Work task:
Write out the whole listing exactly as it stands.

Data section:

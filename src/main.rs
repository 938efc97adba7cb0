//! Athlete health-reporting service entry point.

use std::net::SocketAddr;

use chrono::Utc;
use clap::{Parser, Subcommand};
use tokio::net::TcpListener;
use tracing::{info, warn};
use tracing_subscriber::{fmt, prelude::*, EnvFilter};

use athlete_health::api::{create_router, AppState};
use athlete_health::config::{Config, LogFormat};
use athlete_health::metrics;
use athlete_health::reports::ReportAnswers;
use athlete_health::service::ReportService;
use athlete_health::status::classify;
use athlete_health::utils::{build_store, shutdown_signal};

/// Athlete health-reporting service.
#[derive(Parser, Debug)]
#[command(name = "athlete-health")]
#[command(about = "Health report intake and athlete availability tracking")]
#[command(version)]
struct Args {
    /// Enable verbose logging.
    #[arg(short, long, global = true)]
    verbose: bool,

    #[command(subcommand)]
    command: Option<Command>,

    /// HTTP server port (overrides PORT).
    #[arg(short, long)]
    port: Option<u16>,
}

#[derive(Subcommand, Debug)]
enum Command {
    /// Run the HTTP service (default).
    Serve {
        /// HTTP server port (overrides PORT).
        #[arg(short, long)]
        port: Option<u16>,
    },

    /// Check configuration validity.
    CheckConfig,

    /// Classify a set of report answers given as JSON and print the result.
    Classify {
        /// Answers object, e.g. '{"expected_outage":"7 days","missed_activity":"Competing Only"}'.
        answers: String,
    },
}

#[tokio::main]
async fn main() -> anyhow::Result<()> {
    // Parse CLI arguments
    let args = Args::parse();

    // Load configuration; `check-config` reports a load failure itself
    let config = Config::load();
    let mut log_config = config.as_ref().cloned().unwrap_or_default();
    log_config.verbose |= args.verbose;

    init_tracing(&log_config);

    match args.command {
        Some(Command::CheckConfig) => cmd_check_config(config),
        Some(Command::Classify { answers }) => cmd_classify(&answers),
        Some(Command::Serve { port }) => cmd_serve(config?, port.or(args.port)).await,
        None => cmd_serve(config?, args.port).await,
    }
}

/// Install the tracing subscriber.
fn init_tracing(config: &Config) {
    let filter =
        EnvFilter::try_new(config.log_directives()).unwrap_or_else(|_| EnvFilter::new("info"));

    let registry = tracing_subscriber::registry().with(filter);
    match config.log_format {
        LogFormat::Text => registry.with(fmt::layer()).init(),
        LogFormat::Json => registry.with(fmt::layer().json()).init(),
    }
}

/// Check configuration validity.
fn cmd_check_config(config: Result<Config, envy::Error>) -> anyhow::Result<()> {
    println!("======================================================================");
    println!("ATHLETE HEALTH - CONFIGURATION CHECK");
    println!("======================================================================");

    // Load configuration
    print!("Loading configuration... ");
    let config = match config {
        Ok(c) => {
            println!("OK");
            c
        }
        Err(e) => {
            println!("FAILED");
            println!("  Error: {}", e);
            return Err(anyhow::anyhow!("Configuration load failed"));
        }
    };

    // Validate configuration
    print!("Validating configuration... ");
    match config.validate() {
        Ok(()) => println!("OK"),
        Err(e) => {
            println!("FAILED");
            println!("  Error: {}", e);
            return Err(anyhow::anyhow!("Configuration validation failed"));
        }
    }

    // Build the store
    print!("Building store... ");
    match build_store(&config) {
        Ok(_) => println!("OK"),
        Err(e) => {
            println!("FAILED");
            println!("  Error: {}", e);
            return Err(anyhow::anyhow!("Store construction failed"));
        }
    }

    // Show configuration summary
    println!("----------------------------------------------------------------------");
    println!("Configuration Summary:");
    println!("  Store Backend: {}", config.store_backend);
    if let Some(url) = &config.supabase_url {
        println!("  Database URL: {}", url);
    }
    println!(
        "  Database Key: {}",
        if config.supabase_key.is_some() { "present" } else { "absent" }
    );
    println!("  HTTP Timeout: {}ms", config.http_timeout_ms);
    println!("  Port: {}", config.port);
    println!("  Log Format: {}", config.log_format);
    println!("======================================================================");
    println!("CONFIGURATION CHECK PASSED");
    println!("======================================================================");

    Ok(())
}

/// Classify answers without touching any store.
fn cmd_classify(raw: &str) -> anyhow::Result<()> {
    let answers: ReportAnswers = serde_json::from_str(raw)?;
    let classification = classify(&answers, Utc::now())?;

    println!("Status: {}", classification.status);
    match classification.outage_days {
        Some(days) => println!("Outage: {} days", days),
        None => println!("Outage: none"),
    }
    if let Some(date) = classification.injury_date {
        println!("Injury Date: {}", date.to_rfc3339());
    }
    if let Some(date) = classification.estimated_recovery_date {
        println!("Estimated Recovery: {}", date.to_rfc3339());
    }

    Ok(())
}

/// Run the HTTP service until a shutdown signal arrives.
async fn cmd_serve(config: Config, port: Option<u16>) -> anyhow::Result<()> {
    config.validate().map_err(|e| anyhow::anyhow!(e))?;

    let port = port.unwrap_or(config.port);
    info!(
        backend = %config.store_backend,
        port,
        "Starting athlete health service"
    );

    let store = build_store(&config)?;
    let service = ReportService::new(store);

    let mut state = AppState::new(service);
    match metrics::install_prometheus() {
        Ok(handle) => state = state.with_metrics(handle),
        Err(e) => warn!("Prometheus recorder not installed: {}", e),
    }

    // Initialize metrics
    metrics::init_metrics();

    if !state.service.ping().await {
        warn!("Store did not answer the startup probe; continuing");
    }

    let router = create_router(state);
    let addr = SocketAddr::from(([0, 0, 0, 0], port));
    let listener = TcpListener::bind(addr).await?;
    info!("HTTP server listening on {}", addr);

    axum::serve(listener, router)
        .with_graceful_shutdown(shutdown_signal())
        .await?;

    info!("Server stopped");
    Ok(())
}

Response for this exercise:
filename src/main.rs
repository 938efc97adba7cb0
//! Athlete health-reporting service entry point.

use std::net::SocketAddr;

use chrono::Utc;
use clap::{Parser, Subcommand};
use tokio::net::TcpListener;
use tracing::{info, warn};
use tracing_subscriber::{fmt, prelude::*, EnvFilter};

use athlete_health::api::{create_router, AppState};
use athlete_health::config::{Config, LogFormat};
use athlete_health::metrics;
use athlete_health::reports::ReportAnswers;
use athlete_health::service::ReportService;
use athlete_health::status::classify;
use athlete_health::utils::{build_store, shutdown_signal};

/// Athlete health-reporting service.
#[derive(Parser, Debug)]
#[command(name = "athlete-health")]
#[command(about = "Health report intake and athlete availability tracking")]
#[command(version)]
struct Args {
    /// Enable verbose logging.
    #[arg(short, long, global = true)]
    verbose: bool,

    #[command(subcommand)]
    command: Option<Command>,

    /// HTTP server port (overrides PORT).
    #[arg(short, long)]
    port: Option<u16>,
}

#[derive(Subcommand, Debug)]
enum Command {
    /// Run the HTTP service (default).
    Serve {
        /// HTTP server port (overrides PORT).
        #[arg(short, long)]
        port: Option<u16>,
    },

    /// Check configuration validity.
    CheckConfig,

    /// Classify a set of report answers given as JSON and print the result.
    Classify {
        /// Answers object, e.g. '{"expected_outage":"7 days","missed_activity":"Competing Only"}'.
        answers: String,
    },
}

#[tokio::main]
async fn main() -> anyhow::Result<()> {
    // Parse CLI arguments
    let args = Args::parse();

    // Load configuration; `check-config` reports a load failure itself
    let config = Config::load();
    let mut log_config = config.as_ref().cloned().unwrap_or_default();
    log_config.verbose |= args.verbose;

    init_tracing(&log_config);

    match args.command {
        Some(Command::CheckConfig) => cmd_check_config(config),
        Some(Command::Classify { answers }) => cmd_classify(&answers),
        Some(Command::Serve { port }) => cmd_serve(config?, port.or(args.port)).await,
        None => cmd_serve(config?, args.port).await,
    }
}

/// Install the tracing subscriber.
fn init_tracing(config: &Config) {
    let filter =
        EnvFilter::try_new(config.log_directives()).unwrap_or_else(|_| EnvFilter::new("info"));

    let registry = tracing_subscriber::registry().with(filter);
    match config.log_format {
        LogFormat::Text => registry.with(fmt::layer()).init(),
        LogFormat::Json => registry.with(fmt::layer().json()).init(),
    }
}

/// Check configuration validity.
fn cmd_check_config(config: Result<Config, envy::Error>) -> anyhow::Result<()> {
    println!("======================================================================");
    println!("ATHLETE HEALTH - CONFIGURATION CHECK");
    println!("======================================================================");

    // Load configuration
    print!("Loading configuration... ");
    let config = match config {
        Ok(c) => {
            println!("OK");
            c
        }
        Err(e) => {
            println!("FAILED");
            println!("  Error: {}", e);
            return Err(anyhow::anyhow!("Configuration load failed"));
        }
    };

    // Validate configuration
    print!("Validating configuration... ");
    match config.validate() {
        Ok(()) => println!("OK"),
        Err(e) => {
            println!("FAILED");
            println!("  Error: {}", e);
            return Err(anyhow::anyhow!("Configuration validation failed"));
        }
    }

    // Build the store
    print!("Building store... ");
    match build_store(&config) {
        Ok(_) => println!("OK"),
        Err(e) => {
            println!("FAILED");
            println!("  Error: {}", e);
            return Err(anyhow::anyhow!("Store construction failed"));
        }
    }

    // Show configuration summary
    println!("----------------------------------------------------------------------");
    println!("Configuration Summary:");
    println!("  Store Backend: {}", config.store_backend);
    if let Some(url) = &config.supabase_url {
        println!("  Database URL: {}", url);
    }
    println!(
        "  Database Key: {}",
        if config.supabase_key.is_some() { "present" } else { "absent" }
    );
    println!("  HTTP Timeout: {}ms", config.http_timeout_ms);
    println!("  Port: {}", config.port);
    println!("  Log Format: {}", config.log_format);
    println!("======================================================================");
    println!("CONFIGURATION CHECK PASSED");
    println!("======================================================================");

    Ok(())
}

/// Classify answers without touching any store.
fn cmd_classify(raw: &str) -> anyhow::Result<()> {
    let answers: ReportAnswers = serde_json::from_str(raw)?;
    let classification = classify(&answers, Utc::now())?;

    println!("Status: {}", classification.status);
    match classification.outage_days {
        Some(days) => println!("Outage: {} days", days),
        None => println!("Outage: none"),
    }
    if let Some(date) = classification.injury_date {
        println!("Injury Date: {}", date.to_rfc3339());
    }
    if let Some(date) = classification.estimated_recovery_date {
        println!("Estimated Recovery: {}", date.to_rfc3339());
    }

    Ok(())
}

/// Run the HTTP service until a shutdown signal arrives.
async fn cmd_serve(config: Config, port: Option<u16>) -> anyhow::Result<()> {
    config.validate().map_err(|e| anyhow::anyhow!(e))?;

    let port = port.unwrap_or(config.port);
    info!(
        backend = %config.store_backend,
        port,
        "Starting athlete health service"
    );

    let store = build_store(&config)?;
    let service = ReportService::new(store);

    let mut state = AppState::new(service);
    match metrics::install_prometheus() {
        Ok(handle) => state = state.with_metrics(handle),
        Err(e) => warn!("Prometheus recorder not installed: {}", e),
    }

    // Initialize metrics
    metrics::init_metrics();

    if !state.service.ping().await {
        warn!("Store did not answer the startup probe; continuing");
    }

    let router = create_router(state);
    let addr = SocketAddr::from(([0, 0, 0, 0], port));
    let listener = TcpListener::bind(addr).await?;
    info!("HTTP server listening on {}", addr);

    axum::serve(listener, router)
        .with_graceful_shutdown(shutdown_signal())
        .await?;

    info!("Server stopped");
    Ok(())
}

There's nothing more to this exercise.